By Arlene Bunton • Mac Research and Consultancy Limited • April 2026
Here is a truth that most of the care sector would rather not say out loud: the moment a person moves into a care home and receives a diagnosis of dementia, we begin — slowly, systematically, and almost always without conscious intent — to erase them as a sexual being.
We remove double beds and replace them with profiling singles. We knock on doors and walk in without waiting. We discuss their bodies in handovers as a collection of clinical tasks — washed, turned, changed — and never once ask whether they miss being touched by someone who loves them. We call their attempts at intimacy "challenging behaviour" and write it up in an incident form. We medicate it. We separate them. We tell their families there is "nothing to worry about."
And in doing so, we violate their human rights.
This is not a fringe issue. This is not a theoretical ethics seminar. This is happening every day, in care homes across Scotland, England, and beyond. And it is time we talked about it with the honesty, discomfort, and professional courage it demands.
The Quiet Erasure
Dr Karen Rennie's ground-breaking PhD research at Queen Margaret University, Edinburgh — the first study of its kind to involve people with dementia as active research participants — found that older people in care homes are frequently denied the opportunity to express themselves sexually. Her participants told her, with striking clarity, that they were upset at having to sleep in single beds. One married couple were housed in separate rooms and "allowed" some time together by staff. Expression of sexuality — even in the privacy of their own bedroom — was classified as an "issue to report."
Think about that for a moment. A person's desire to hold their partner, to feel skin against skin, to experience the comfort and affirmation of physical intimacy — classified as a problem. Logged. Reported. Managed.
This is what desexualisation looks like. It is not dramatic. It is not deliberate cruelty. It is the quiet, institutional assumption that when you have dementia, you stop being a person who wants to be wanted. That your sexuality — a core part of who you are — becomes irrelevant the moment your cognition declines. That you become, in the words of the research, "asexual by diagnosis."
Ageist myths which promote older adults as asexual have led the general public, healthcare professionals, and older adults themselves to believe that sexuality, sexual wellbeing and sexual activity are somehow not relevant to older people.
Dr Karen Rennie, Queen Margaret University, Edinburgh (2022)
The Human Rights Framework: What the Law Actually Says
Let us be clear about the legal landscape, because the rights here are not ambiguous.

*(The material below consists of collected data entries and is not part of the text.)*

use imago_core::{Env, ErrorKind, Value};

use crate::register_fn;

/// Negative indices count from the right; `-1` is the length itself so
/// it can serve as a slice endpoint.
fn rebase(i: i64, len: i64) -> i64 {
    if i < 0 {
        i + len + 1
    } else {
        i
    }
}

pub fn register(env: &Env) {
    register_fn(env, "length", |ctx, args| {
        const HINT: &str = "(length seq)";
        if args.len() != 1 {
            return Err(ctx.error(ErrorKind::WrongNumOfArgs, HINT, Value::list(args.to_vec())));
        }
        match args[0].seq_len() {
            Some(len) => Ok(Value::Int(len as i64)),
            None => Err(ctx.error(ErrorKind::NotASequence, HINT, args[0].clone())),
        }
    });

    register_fn(env, "elem", |ctx, args| {
        const HINT: &str = "(elem index seq)";
        let (Some(i), Some(len)) = (
            args.first().and_then(Value::as_int),
            args.get(1).and_then(Value::seq_len),
        ) else {
            return Err(ctx.error(ErrorKind::WrongTypes, HINT, Value::list(args.to_vec())));
        };
        if args.len() != 2 {
            return Err(ctx.error(ErrorKind::WrongNumOfArgs, HINT, Value::list(args.to_vec())));
        }
        let i = rebase(i, len as i64);
        if i >= 0 && i < len as i64 {
            Ok(args[1].seq_elem(i as usize).unwrap_or_else(Value::nil))
        } else {
            Err(ctx.error(ErrorKind::NotValidIndex, HINT, Value::list(args.to_vec())))
        }
    });

    register_fn(env, "slice", |ctx, args| {
        const HINT: &str = "(slice start end seq)";
        if args.len() != 3 {
            return Err(ctx.error(ErrorKind::WrongNumOfArgs, HINT, Value::list(args.to_vec())));
        }
        let (Some(s), Some(e), Some(len)) = (
            args[0].as_int(),
            args[1].as_int(),
            args[2].seq_len(),
        ) else {
            return Err(ctx.error(ErrorKind::WrongTypes, HINT, Value::list(args.to_vec())));
        };
        let len = len as i64;
        let s = rebase(s, len);
        let e = rebase(e, len);
        if s <= e && s >= 0 && e <= len {
            Ok(args[2]
                .seq_slice(s as usize, e as usize)
                .unwrap_or_else(Value::nil))
        } else {
            Err(ctx.error(ErrorKind::NotValidIndex, HINT, Value::list(args.to_vec())))
        }
    });

    // Concatenation never mixes variants: all lists or all strings
    // (symbols count as strings and concatenate to a plain string).
    register_fn(env, "cat", |ctx, args| {
        const HINT: &str = "(cat seq ...)";
        let Some(first) = args.first() else {
            return Err(ctx.error(ErrorKind::WrongNumOfArgs, HINT, Value::list(args.to_vec())));
        };
        if first.is_list() {
            if !args.iter().all(Value::is_list) {
                return Err(ctx.error(ErrorKind::NotAllLists, HINT, Value::list(args.to_vec())));
            }
            let mut out = Vec::new();
            for arg in args {
                if let Some(l) = arg.as_list() {
                    out.extend(l.borrow().iter().cloned());
                }
            }
            Ok(Value::list(out))
        } else if first.is_str() {
            if !args.iter().all(Value::is_str) {
                return Err(ctx.error(ErrorKind::NotAllStrings, HINT, Value::list(args.to_vec())));
            }
            let mut out = Vec::new();
            for arg in args {
                let _ = arg.with_str(|b| out.extend_from_slice(b));
            }
            Ok(Value::string(out))
        } else {
            Err(ctx.error(ErrorKind::NotASequence, HINT, first.clone()))
        }
    });
}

Article 8 of the European Convention on Human Rights protects the right to a private and family life. This includes sexual autonomy. It does not contain a carve-out for people who live in care homes. It does not expire when a person is diagnosed with dementia. The Health and Social Care Standards in Scotland — the standards against which every registered care service is inspected — are unambiguous. Standard 1.1 states: "I am accepted and valued whatever my needs, ability, gender, age, faith, mental health status, race, background or sexual orientation." Standard 2.2 states: "I am supported to make choices and decisions about my life in a meaningful way."

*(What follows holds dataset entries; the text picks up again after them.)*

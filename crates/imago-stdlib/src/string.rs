use imago_core::{intern, Env, ErrorKind, Value};

use crate::register_fn;

pub fn register(env: &Env) {
    // Unsigned lexicographic byte compare: negative, zero or positive.
    register_fn(env, "cmp", |ctx, args| {
        const HINT: &str = "(cmp str str)";
        if args.len() != 2 {
            return Err(ctx.error(ErrorKind::WrongNumOfArgs, HINT, Value::list(args.to_vec())));
        }
        if !args.iter().all(Value::is_str) {
            return Err(ctx.error(ErrorKind::NotAllStrings, HINT, Value::list(args.to_vec())));
        }
        let a = args[0].str_bytes().unwrap_or_default();
        let b = args[1].str_bytes().unwrap_or_default();
        for (x, y) in a.iter().zip(b.iter()) {
            let c = *x as i64 - *y as i64;
            if c != 0 {
                return Ok(Value::Int(c));
            }
        }
        Ok(Value::Int(a.len() as i64 - b.len() as i64))
    });

    // Read `width` bytes at `index` as a little-endian integer.
    register_fn(env, "code", |ctx, args| {
        const HINT: &str = "(code str [width index])";
        if args.is_empty() || args.len() > 3 {
            return Err(ctx.error(ErrorKind::WrongNumOfArgs, HINT, Value::list(args.to_vec())));
        }
        let Some(bytes) = args[0].str_bytes() else {
            return Err(ctx.error(ErrorKind::NotAString, HINT, args[0].clone()));
        };
        let width = match args.get(1) {
            None => 1,
            Some(v) => match v.as_int() {
                Some(n) => ((n - 1) & 7) + 1,
                None => {
                    return Err(ctx.error(ErrorKind::NotANumber, HINT, v.clone()));
                }
            },
        };
        let mut index = match args.get(2) {
            None => 0,
            Some(v) => match v.as_int() {
                Some(n) => n,
                None => {
                    return Err(ctx.error(ErrorKind::NotANumber, HINT, v.clone()));
                }
            },
        };
        let len = bytes.len() as i64;
        if index < 0 {
            index += len + 1;
        }
        if index < 0 || index + width > len {
            return Err(ctx.error(ErrorKind::NotValidIndex, HINT, Value::list(args.to_vec())));
        }
        let mut code: i64 = 0;
        for k in 0..width {
            code |= (bytes[(index + k) as usize] as i64) << (8 * k);
        }
        Ok(Value::Int(code))
    });

    // Inverse of code: pack the low `width` bytes of an integer.
    register_fn(env, "char", |ctx, args| {
        const HINT: &str = "(char num [width])";
        if args.is_empty() || args.len() > 2 {
            return Err(ctx.error(ErrorKind::WrongNumOfArgs, HINT, Value::list(args.to_vec())));
        }
        let Some(n) = args[0].as_int() else {
            return Err(ctx.error(ErrorKind::NotANumber, HINT, args[0].clone()));
        };
        let width = match args.get(1) {
            None => 1,
            Some(v) => match v.as_int() {
                Some(w) => (((w - 1) & 7) + 1) as usize,
                None => {
                    return Err(ctx.error(ErrorKind::NotANumber, HINT, v.clone()));
                }
            },
        };
        Ok(Value::string(n.to_le_bytes()[..width].to_vec()))
    });

    // Print all args into a fresh string: display form for strings and
    // memory streams, machine form for everything else.
    register_fn(env, "str", |_ctx, args| {
        let mut out: Vec<u8> = Vec::new();
        for arg in args {
            match arg {
                Value::Str(s) => out.extend_from_slice(s),
                Value::OutStream(s) => {
                    if let Some(bytes) = s.borrow().contents() {
                        out.extend_from_slice(bytes);
                    }
                }
                other => out.extend_from_slice(other.to_string().as_bytes()),
            }
        }
        Ok(Value::string(out))
    });

    register_fn(env, "sym", |ctx, args| {
        const HINT: &str = "(sym str)";
        if args.len() != 1 {
            return Err(ctx.error(ErrorKind::WrongNumOfArgs, HINT, Value::list(args.to_vec())));
        }
        match &args[0] {
            Value::Symbol(_) => Ok(args[0].clone()),
            Value::Str(s) => Ok(Value::Symbol(intern(&String::from_utf8_lossy(s)))),
            other => Err(ctx.error(ErrorKind::NotAString, HINT, other.clone())),
        }
    });

    register_fn(env, "gensym", |ctx, args| {
        if args.is_empty() {
            Ok(ctx.gensym())
        } else {
            Err(ctx.error(
                ErrorKind::WrongNumOfArgs,
                "(gensym)",
                Value::list(args.to_vec()),
            ))
        }
    });

    // Split on a delimiter character set; a double-quoted substring is
    // one atomic token, quotes included.
    register_fn(env, "split", |ctx, args| {
        const HINT: &str = "(split str chars)";
        if args.len() != 2 {
            return Err(ctx.error(ErrorKind::WrongNumOfArgs, HINT, Value::list(args.to_vec())));
        }
        if !args.iter().all(Value::is_str) {
            return Err(ctx.error(ErrorKind::NotAllStrings, HINT, Value::list(args.to_vec())));
        }
        let s = args[0].str_bytes().unwrap_or_default();
        let delims = args[1].str_bytes().unwrap_or_default();
        let len = s.len();
        let mut out = Vec::new();
        let mut i = 0;
        while i < len {
            while i < len && delims.contains(&s[i]) {
                i += 1;
            }
            if i == len {
                break;
            }
            let start = i;
            if s[i] == b'"' {
                loop {
                    i += 1;
                    if i >= len {
                        break;
                    }
                    if s[i] == b'"' {
                        i += 1;
                        break;
                    }
                }
            } else {
                while i < len && !delims.contains(&s[i]) {
                    i += 1;
                }
            }
            out.push(Value::string(s[start..i].to_vec()));
        }
        Ok(Value::list(out))
    });
}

The Charter of Rights for People with Dementia and their Carers in Scotland, developed by the Scottish Human Rights Commission, explicitly affirms the right to participate in decisions about one's own life and the right to dignity, privacy, and respect.
The UN Convention on the Rights of Persons with Disabilities — which the Scottish Government has committed to incorporating into devolved domestic law — asserts that people with disabilities, including cognitive disabilities, retain all their fundamental rights, including the right to found relationships and the right to be free from interference with their privacy.

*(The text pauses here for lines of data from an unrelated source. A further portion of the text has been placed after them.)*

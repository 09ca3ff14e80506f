use imago_core::{Env, ErrorKind, EvalContext, ImagoError, Value};

use crate::register_fn;

/// Fold with an identity, so zero and one argument are well-defined.
fn fold_bits(
    ctx: &EvalContext,
    args: &[Value],
    hint: &str,
    identity: i64,
    f: impl Fn(i64, i64) -> i64,
) -> Result<Value, ImagoError> {
    if !args.iter().all(Value::is_num) {
        return Err(ctx.error(ErrorKind::NotAllNums, hint, Value::list(args.to_vec())));
    }
    let mut acc = identity;
    for arg in args {
        acc = f(acc, arg.as_int().unwrap_or(0));
    }
    Ok(Value::Int(acc))
}

fn shift(
    ctx: &EvalContext,
    args: &[Value],
    hint: &str,
    f: impl Fn(i64, u32) -> i64,
) -> Result<Value, ImagoError> {
    if args.len() != 2 || !args.iter().all(Value::is_num) {
        return Err(ctx.error(ErrorKind::NotAllNums, hint, Value::list(args.to_vec())));
    }
    let n = args[0].as_int().unwrap_or(0);
    let c = args[1].as_int().unwrap_or(0) as u32;
    Ok(Value::Int(f(n, c)))
}

pub fn register(env: &Env) {
    register_fn(env, "logand", |ctx, args| {
        fold_bits(ctx, args, "(logand [num] ...)", -1, |a, b| a & b)
    });

    register_fn(env, "logior", |ctx, args| {
        fold_bits(ctx, args, "(logior [num] ...)", 0, |a, b| a | b)
    });

    register_fn(env, "logxor", |ctx, args| {
        fold_bits(ctx, args, "(logxor [num] ...)", 0, |a, b| a ^ b)
    });

    register_fn(env, "shl", |ctx, args| {
        shift(ctx, args, "(shl num cnt)", |n, c| n.wrapping_shl(c))
    });

    // Logical right shift.
    register_fn(env, "shr", |ctx, args| {
        shift(ctx, args, "(shr num cnt)", |n, c| {
            (n as u64).wrapping_shr(c) as i64
        })
    });

    // Arithmetic right shift.
    register_fn(env, "asr", |ctx, args| {
        shift(ctx, args, "(asr num cnt)", |n, c| n.wrapping_shr(c))
    });
}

So when a care home removes a double bed, refuses to allow a closed door, or treats sexual expression as a behavioural incident, it is not exercising clinical judgement. It is breaching human rights. And the fact that it is done with good intentions — or, more commonly, with no conscious thought at all — does not make it lawful.
The Consent Dilemma: Where It Gets Hard
This is the point in the conversation where care home managers lean forward and say: "But what about capacity? What about safeguarding? We have a duty of care."
And they are right. They do. This is genuinely hard.
In Scotland, the Adults with Incapacity (Scotland) Act 2000 provides the framework for decision-making on behalf of adults who lack capacity. In England and Wales, the Mental Capacity Act 2005 applies. Both rest on the same foundational principle: a person must be presumed to have capacity unless it is established that they do not. Capacity is decision-specific and time-specific. A person may lack the capacity to manage their finances but retain the capacity to consent to a sexual relationship. These are not the same question.
The legal position, confirmed by case law in both jurisdictions, is that the capacity to consent to sexual relations requires the person to understand the nature of the act, that they can refuse, and the possible consequences. It does not require them to remember the name of the person they are with. It does not require them to pass a cognitive test. It does not require them to explain their decision to a professional.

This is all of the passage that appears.